#[cfg(test)]
mod tests {
    use super::*;
    use crate::db::InMemoryStore;
    use crate::services::transport::mock::{ok, MockTransport};
    use crate::services::transport::TransportError;
    use reqwest::Method;
    use serde_json::json;

    const SERVER: &str = "https://x";

    async fn registry(transport: &Arc<MockTransport>, activated: bool) -> SubscriptionRegistry {
        let store = Arc::new(InMemoryStore::new());
        if activated {
            store.mark_subscriptions_activated(SERVER).await.unwrap();
        }
        SubscriptionRegistry::new(
            ServiceNowClient::new(transport.clone(), "token"),
            store,
            SERVER,
        )
    }

    fn payload() -> SubscriptionPayload {
        SubscriptionPayload {
            channel_id: "C1".to_string(),
            user_id: "U1".to_string(),
            subscription_type: "record".to_string(),
            record_type: "incident".to_string(),
            record_id: Some("R1".to_string()),
            subscription_events: "state,priority".to_string(),
            server_url: SERVER.to_string(),
            is_active: true,
        }
    }

    /// Answers GETs with `existing` and everything else with `write_status`.
    fn scripted(existing: serde_json::Value, write_status: StatusCode) -> Arc<MockTransport> {
        Arc::new(MockTransport::new(move |request| {
            if request.method == Method::GET {
                Ok(ok(StatusCode::OK, json!({ "result": existing.clone() })))
            } else {
                Ok(ok(write_status, json!({ "result": {} })))
            }
        }))
    }

    #[test]
    fn test_pagination_defaults() {
        let pagination = Pagination::parse(None, None).unwrap();
        assert_eq!(
            pagination,
            Pagination {
                page: 0,
                per_page: 20
            }
        );
        assert_eq!(pagination.offset().unwrap(), 0);
    }

    #[test]
    fn test_pagination_offset() {
        let pagination = Pagination::parse(Some("3"), Some("25")).unwrap();
        assert_eq!(pagination.offset().unwrap(), 75);
    }

    #[test]
    fn test_pagination_rejects_bad_values() {
        for (page, per_page) in [
            (None, Some("101")),
            (Some("-1"), None),
            (None, Some("-5")),
            (Some("abc"), None),
            (None, Some("1.5")),
        ] {
            let err = Pagination::parse(page, per_page).unwrap_err();
            assert!(
                matches!(err, AppError::InvalidParameter(_)),
                "page={:?} per_page={:?}",
                page,
                per_page
            );
        }
        assert!(Pagination::parse(None, Some("100")).is_ok());
    }

    #[tokio::test]
    async fn test_create_without_existing_posts_once() {
        let transport = scripted(json!([]), StatusCode::OK);
        let registry = registry(&transport, true).await;

        let status = registry.create(payload()).await.unwrap();

        assert_eq!(status, StatusCode::OK);
        assert_eq!(transport.count(&Method::POST), 1);
    }

    #[tokio::test]
    async fn test_create_duplicate_never_posts() {
        let transport = scripted(json!([{"sys_id": "existing"}]), StatusCode::OK);
        let registry = registry(&transport, true).await;

        let err = registry.create(payload()).await.unwrap_err();

        assert!(matches!(err, AppError::DuplicateSubscription));
        assert_eq!(err.to_string(), constants::ERROR_SUBSCRIPTION_EXISTS);
        assert_eq!(transport.count(&Method::POST), 0);
    }

    #[tokio::test]
    async fn test_gate_blocks_without_remote_call() {
        let transport = scripted(json!([]), StatusCode::OK);
        let registry = registry(&transport, false).await;

        let err = registry.create(payload()).await.unwrap_err();
        assert_eq!(err.to_string(), "subscriptions_not_configured");

        assert!(registry.get("S").await.is_err());
        assert!(registry.delete("S").await.is_err());
        assert!(registry
            .list(&SubscriptionFilter::default(), Pagination::parse(None, None).unwrap())
            .await
            .is_err());
        assert!(transport.requests().is_empty());
    }

    #[tokio::test]
    async fn test_activate_opens_gate() {
        let transport = scripted(json!([]), StatusCode::OK);
        let registry = registry(&transport, false).await;

        registry.activate().await.unwrap();
        registry.create(payload()).await.unwrap();

        assert_eq!(transport.count(&Method::POST), 1);
    }

    #[tokio::test]
    async fn test_failed_activation_keeps_gate_closed() {
        let transport = Arc::new(MockTransport::fixed(
            StatusCode::FORBIDDEN,
            json!(null),
            Some("User Not Authorized"),
        ));
        let registry = registry(&transport, false).await;

        let err = registry.activate().await.unwrap_err();
        assert_eq!(err.to_string(), "subscriptions_not_authorized");

        let err = registry.get("S").await.unwrap_err();
        assert!(matches!(err, AppError::SubscriptionsNotConfigured));
    }

    #[tokio::test]
    async fn test_invalid_payload_is_rejected_before_remote_call() {
        let transport = scripted(json!([]), StatusCode::OK);
        let registry = registry(&transport, true).await;

        let mut bad = payload();
        bad.record_type = "spaceship".to_string();

        let err = registry.create(bad).await.unwrap_err();
        assert!(matches!(err, AppError::InvalidParameter(_)));
        assert!(transport.requests().is_empty());
    }

    #[tokio::test]
    async fn test_query_separator_in_payload_is_rejected() {
        let transport = scripted(json!([]), StatusCode::OK);
        let registry = registry(&transport, true).await;

        let mut bad_channel = payload();
        bad_channel.channel_id = "C1^ORchannel_id!=".to_string();
        let mut bad_user = payload();
        bad_user.user_id = "U1^NQis_active=false".to_string();
        let mut bad_record = payload();
        bad_record.record_id = Some("R1^ORrecord_id=R2".to_string());
        let mut bad_server = payload();
        bad_server.server_url = format!("{}^", SERVER);

        for bad in [bad_channel, bad_user, bad_record, bad_server] {
            let err = registry.create(bad.clone()).await.unwrap_err();
            assert!(matches!(err, AppError::InvalidParameter(_)), "{:?}", bad);
            let err = registry.edit("S1", bad).await.unwrap_err();
            assert!(matches!(err, AppError::InvalidParameter(_)));
        }
        assert!(transport.requests().is_empty());
    }

    #[tokio::test]
    async fn test_query_separator_in_filter_or_search_is_rejected() {
        let transport = scripted(json!([]), StatusCode::OK);
        let registry = registry(&transport, true).await;
        let pagination = Pagination::parse(None, None).unwrap();

        let filter = SubscriptionFilter {
            user_id: "U1^ORuser_id!=U1".to_string(),
            ..Default::default()
        };
        let err = registry.list(&filter, pagination).await.unwrap_err();
        assert_eq!(err.to_string(), "Invalid parameter: user ID should not contain '^'");

        let err = registry
            .search_records("incident", "vpn^ORnumberISNOTEMPTY", pagination)
            .await
            .unwrap_err();
        assert!(matches!(err, AppError::InvalidParameter(_)));
        assert!(transport.requests().is_empty());
    }

    #[tokio::test]
    async fn test_bulk_alias_is_stored_as_object() {
        let transport = scripted(json!([]), StatusCode::CREATED);
        let registry = registry(&transport, true).await;

        let mut bulk = payload();
        bulk.subscription_type = "bulk".to_string();
        bulk.record_id = None;
        registry.create(bulk).await.unwrap();

        let post = transport
            .requests()
            .into_iter()
            .find(|r| r.method == Method::POST)
            .unwrap();
        assert_eq!(post.body.unwrap()["type"], "object");
    }

    #[tokio::test]
    async fn test_edit_ignores_itself() {
        let transport = scripted(json!([{"sys_id": "S1"}]), StatusCode::OK);
        let registry = registry(&transport, true).await;

        registry.edit("S1", payload()).await.unwrap();
        assert_eq!(transport.count(&Method::PATCH), 1);

        let err = registry.edit("S2", payload()).await.unwrap_err();
        assert!(matches!(err, AppError::DuplicateSubscription));
        assert_eq!(transport.count(&Method::PATCH), 1);
    }

    #[tokio::test]
    async fn test_list_normalizes_type_filter() {
        let transport = scripted(json!([]), StatusCode::OK);
        let registry = registry(&transport, true).await;

        let filter = SubscriptionFilter {
            channel_id: "C1".to_string(),
            subscription_type: "bulk".to_string(),
            ..Default::default()
        };
        registry
            .list(&filter, Pagination::parse(Some("2"), Some("10")).unwrap())
            .await
            .unwrap();

        let request = &transport.requests()[0];
        assert_eq!(
            request.query_value("sysparm_query"),
            Some("is_active=true^channel_id=C1^type=object^ORDERBYDESCsys_updated_on")
        );
        assert_eq!(request.query_value("sysparm_offset"), Some("20"));
    }

    #[tokio::test]
    async fn test_search_term_threshold() {
        let transport = scripted(json!([]), StatusCode::OK);
        let registry = registry(&transport, false).await;
        let pagination = Pagination::parse(None, None).unwrap();

        let err = registry
            .search_records("incident", "ab", pagination)
            .await
            .unwrap_err();
        assert!(matches!(err, AppError::InvalidParameter(_)));
        assert!(transport.requests().is_empty());

        registry
            .search_records("incident", "abc", pagination)
            .await
            .unwrap();
        assert_eq!(transport.requests().len(), 1);
    }

    #[tokio::test]
    async fn test_search_accepts_non_subscribable_tables() {
        let transport = scripted(json!([]), StatusCode::OK);
        let registry = registry(&transport, false).await;
        let pagination = Pagination::parse(None, None).unwrap();

        registry
            .search_records("kb_knowledge", "vpn", pagination)
            .await
            .unwrap();
        assert_eq!(transport.requests()[0].path, "/api/now/table/kb_knowledge");

        let err = registry
            .search_records("sys_user", "admin", pagination)
            .await
            .unwrap_err();
        assert!(matches!(err, AppError::InvalidParameter(_)));
    }

    #[tokio::test]
    async fn test_get_record_acl_denial() {
        let transport = Arc::new(MockTransport::new(|_| {
            Err(TransportError {
                status: StatusCode::FORBIDDEN,
                message: "ACL restricts the record retrieval".to_string(),
            })
        }));
        let registry = registry(&transport, false).await;

        let err = registry.get_record("incident", "abc").await.unwrap_err();
        assert!(matches!(err, AppError::InsufficientPermissions));
    }

    #[tokio::test]
    async fn test_get_record_other_failure_is_verbatim() {
        let transport = Arc::new(MockTransport::fixed(
            StatusCode::NOT_FOUND,
            json!(null),
            Some("No Record found"),
        ));
        let registry = registry(&transport, false).await;

        let err = registry.get_record("problem", "abc").await.unwrap_err();
        assert_eq!(err.to_string(), "No Record found");
        assert_eq!(err.status(), StatusCode::NOT_FOUND);
    }
}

....

### What is needed
Report every line in the data above in which the word "incident" appears.

### Answer to the problem
            record_type: "incident".to_string(),
            .search_records("incident", "vpn^ORnumberISNOTEMPTY", pagination)
            .search_records("incident", "ab", pagination)
            .search_records("incident", "abc", pagination)
        let err = registry.get_record("incident", "abc").await.unwrap_err();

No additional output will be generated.